The Seventh Circuit stated that Stern held that the responsibility for deciding suits made “of the stuff of the traditional actions at common law . . . rest[s] with Article III judges in Article III courts,” and, unless a claim involves a “public right,” Article III “prohibit[s] Congress from giving bankruptcy courts authority to adjudicate claims that [go] beyond the claims allowance process.” Although this interpretation of the Stern decision is largely consistent with that of many other courts, the Seventh Circuit diverged in its application of this interpretation. Many courts have held that final adjudication of claims that arise in a title 11 case or under title 11 are part of a public bankruptcy scheme and, thus, fall under the “public rights” exception enunciated in Stern. The Seventh Circuit, however, declined to follow this line of cases and, instead, held that because the debtors’ counterclaims involved private rights between private parties disputing interests defined by state law and did not involve governmental parties, the claims did not involve public rights. The Seventh Circuit explicitly rejected that view that the Bankruptcy Code is part of a federal statutory scheme, stating that the debtors’ claims did not involve “so-called ‘public rights’ and did not flow from a federal statutory scheme or involve a particularized area of the law.”
In light of this conclusion, the Seventh Circuit reasoned that because the debtors’ actions “owe [their] existence to Wisconsin state law and will not necessarily resolve in the claims allowance process,” the bankruptcy judge lacked authority to enter a final judgment. Accordingly, the Seventh Circuit held that, without a final judgment to review, it lacked any statutory basis for appellate jurisdiction and dismissed the appeal stating that “[u]nless and until an Article III judge enters a final judgment we have no jurisdiction to review these matters.”
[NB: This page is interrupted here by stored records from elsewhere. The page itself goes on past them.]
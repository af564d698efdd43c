//! Typed hardware-input events.
//!
//! These are the values the capture layer hands to the relay.  They carry no
//! behaviour of their own; classification, counting and encoding live in
//! [`crate::domain::category`], [`crate::domain::counters`] and
//! [`crate::protocol`].

use std::fmt;

use serde::{Deserialize, Serialize};

use super::buttons::{KeyboardButton, MouseButton};

/// Raw keyboard data exactly as the OS reported it.
///
/// Forwarded verbatim to subscribers in the `raw` object of a Keyboard message.
#[derive(Debug, Clone, Copy, Default, PartialEq, Eq, Serialize, Deserialize)]
pub struct RawKeyboard {
    /// Hardware scan code.
    pub makecode: u16,
    /// Raw input flags (break / E0 / E1 bits).
    pub flags: u16,
    /// Windows virtual-key code.
    pub vkey: u16,
}

/// A button transition reported by the capture layer.
///
/// Exactly one logical button is populated per event.  Wheel events carry a
/// tick count and never a pressed flag; keyboard and click events carry a
/// pressed flag and never a tick count.  The enum shape makes the other
/// combinations unrepresentable.
#[derive(Debug, Clone, Copy, PartialEq, Eq, Serialize, Deserialize)]
pub enum ButtonEvent {
    /// A keyboard key went down or up.
    Keyboard {
        button: KeyboardButton,
        raw: RawKeyboard,
        pressed: bool,
        /// `true` for an auto-repeat key-down while the key is held.
        held: bool,
    },
    /// A mouse button went down or up.
    MouseClick { button: MouseButton, pressed: bool },
    /// The mouse wheel moved by `count` ticks in the direction of `button`.
    MouseWheel { button: MouseButton, count: i32 },
}

impl ButtonEvent {
    /// Builds a keyboard event.
    pub fn key(button: KeyboardButton, raw: RawKeyboard, pressed: bool, held: bool) -> Self {
        ButtonEvent::Keyboard {
            button,
            raw,
            pressed,
            held,
        }
    }

    /// Builds a mouse click event.
    pub fn click(button: MouseButton, pressed: bool) -> Self {
        ButtonEvent::MouseClick { button, pressed }
    }

    /// Builds a mouse wheel event.
    pub fn wheel(button: MouseButton, count: i32) -> Self {
        ButtonEvent::MouseWheel { button, count }
    }

    /// Keyboard button of this event, or [`KeyboardButton::None`] for mouse events.
    pub fn keyboard_button(&self) -> KeyboardButton {
        match *self {
            ButtonEvent::Keyboard { button, .. } => button,
            _ => KeyboardButton::None,
        }
    }

    /// Mouse button of this event, or [`MouseButton::None`] for keyboard events.
    pub fn mouse_button(&self) -> MouseButton {
        match *self {
            ButtonEvent::MouseClick { button, .. } | ButtonEvent::MouseWheel { button, .. } => {
                button
            }
            ButtonEvent::Keyboard { .. } => MouseButton::None,
        }
    }
}

/// Opaque, stringified OS device handle.
#[derive(Debug, Clone, PartialEq, Eq, Hash, PartialOrd, Ord, Serialize, Deserialize)]
#[serde(transparent)]
pub struct DeviceHandle(String);

impl DeviceHandle {
    /// Wraps an already formatted handle string.
    pub fn new(handle: impl Into<String>) -> Self {
        Self(handle.into())
    }

    /// Formats a native pointer-sized handle as `0x` followed by 16 upper-case hex digits.
    pub fn from_raw(raw: u64) -> Self {
        Self(format!("0x{raw:016X}"))
    }

    pub fn as_str(&self) -> &str {
        &self.0
    }
}

impl fmt::Display for DeviceHandle {
    fn fmt(&self, f: &mut fmt::Formatter<'_>) -> fmt::Result {
        f.write_str(&self.0)
    }
}

/// What kind of raw input device a handle refers to.
#[derive(Debug, Clone, Copy, PartialEq, Eq, Hash, Serialize, Deserialize)]
pub enum DeviceKind {
    Keyboard,
    Mouse,
    Gamepad,
}

/// An attached raw input device.
#[derive(Debug, Clone, PartialEq, Eq, Serialize, Deserialize)]
pub struct Device {
    pub handle: DeviceHandle,
    pub kind: DeviceKind,
}

/// A device was attached to or detached from the system.
#[derive(Debug, Clone, PartialEq, Eq, Serialize, Deserialize)]
pub struct DeviceEvent {
    pub device: Device,
    pub attached: bool,
}

/// Anything the capture layer can emit.
#[derive(Debug, Clone, PartialEq, Eq)]
pub enum InputEvent {
    Button(ButtonEvent),
    Device(DeviceEvent),
}

impl From<ButtonEvent> for InputEvent {
    fn from(evt: ButtonEvent) -> Self {
        InputEvent::Button(evt)
    }
}

impl From<DeviceEvent> for InputEvent {
    fn from(evt: DeviceEvent) -> Self {
        InputEvent::Device(evt)
    }
}

// ── Tests ─────────────────────────────────────────────────────────────────────

#[cfg(test)]
mod tests {
    use super::*;

    #[test]
    fn test_keyboard_event_has_no_mouse_button() {
        let evt = ButtonEvent::key(KeyboardButton::A, RawKeyboard::default(), true, false);
        assert_eq!(evt.keyboard_button(), KeyboardButton::A);
        assert_eq!(evt.mouse_button(), MouseButton::None);
    }

    #[test]
    fn test_mouse_events_have_no_keyboard_button() {
        let click = ButtonEvent::click(MouseButton::Mouse1, true);
        let wheel = ButtonEvent::wheel(MouseButton::MouseWheelDown, 2);
        assert_eq!(click.keyboard_button(), KeyboardButton::None);
        assert_eq!(click.mouse_button(), MouseButton::Mouse1);
        assert_eq!(wheel.keyboard_button(), KeyboardButton::None);
        assert_eq!(wheel.mouse_button(), MouseButton::MouseWheelDown);
    }

    #[test]
    fn test_device_handle_from_raw_is_zero_padded_hex() {
        assert_eq!(DeviceHandle::from_raw(0x1F4).as_str(), "0x00000000000001F4");
    }

    #[test]
    fn test_input_event_from_conversions() {
        let evt: InputEvent = ButtonEvent::click(MouseButton::Mouse2, false).into();
        assert!(matches!(evt, InputEvent::Button(ButtonEvent::MouseClick { .. })));

        let dev = DeviceEvent {
            device: Device {
                handle: DeviceHandle::new("0x1"),
                kind: DeviceKind::Gamepad,
            },
            attached: true,
        };
        let evt: InputEvent = dev.clone().into();
        assert_eq!(evt, InputEvent::Device(dev));
    }
}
The Seventh Circuit’s decision in Ortiz was a win for the debtors in these cases, but may be a loss for debtors, as a whole, thanks to the Seventh Circuit’s broad reading of Stern. Ortiz, however, stands out as a bit of an anomaly, in the universe of decisions rendered in the wake of Stern, for its rejection of bankruptcy as a federal statutory scheme. It will be interesting to see if other courts will follow the Seventh Circuit or if courts deciding matters in this “particularized area of the law” will continue to apply the “public rights” exception to claims that arise in a bankruptcy case or under the Bankruptcy Code.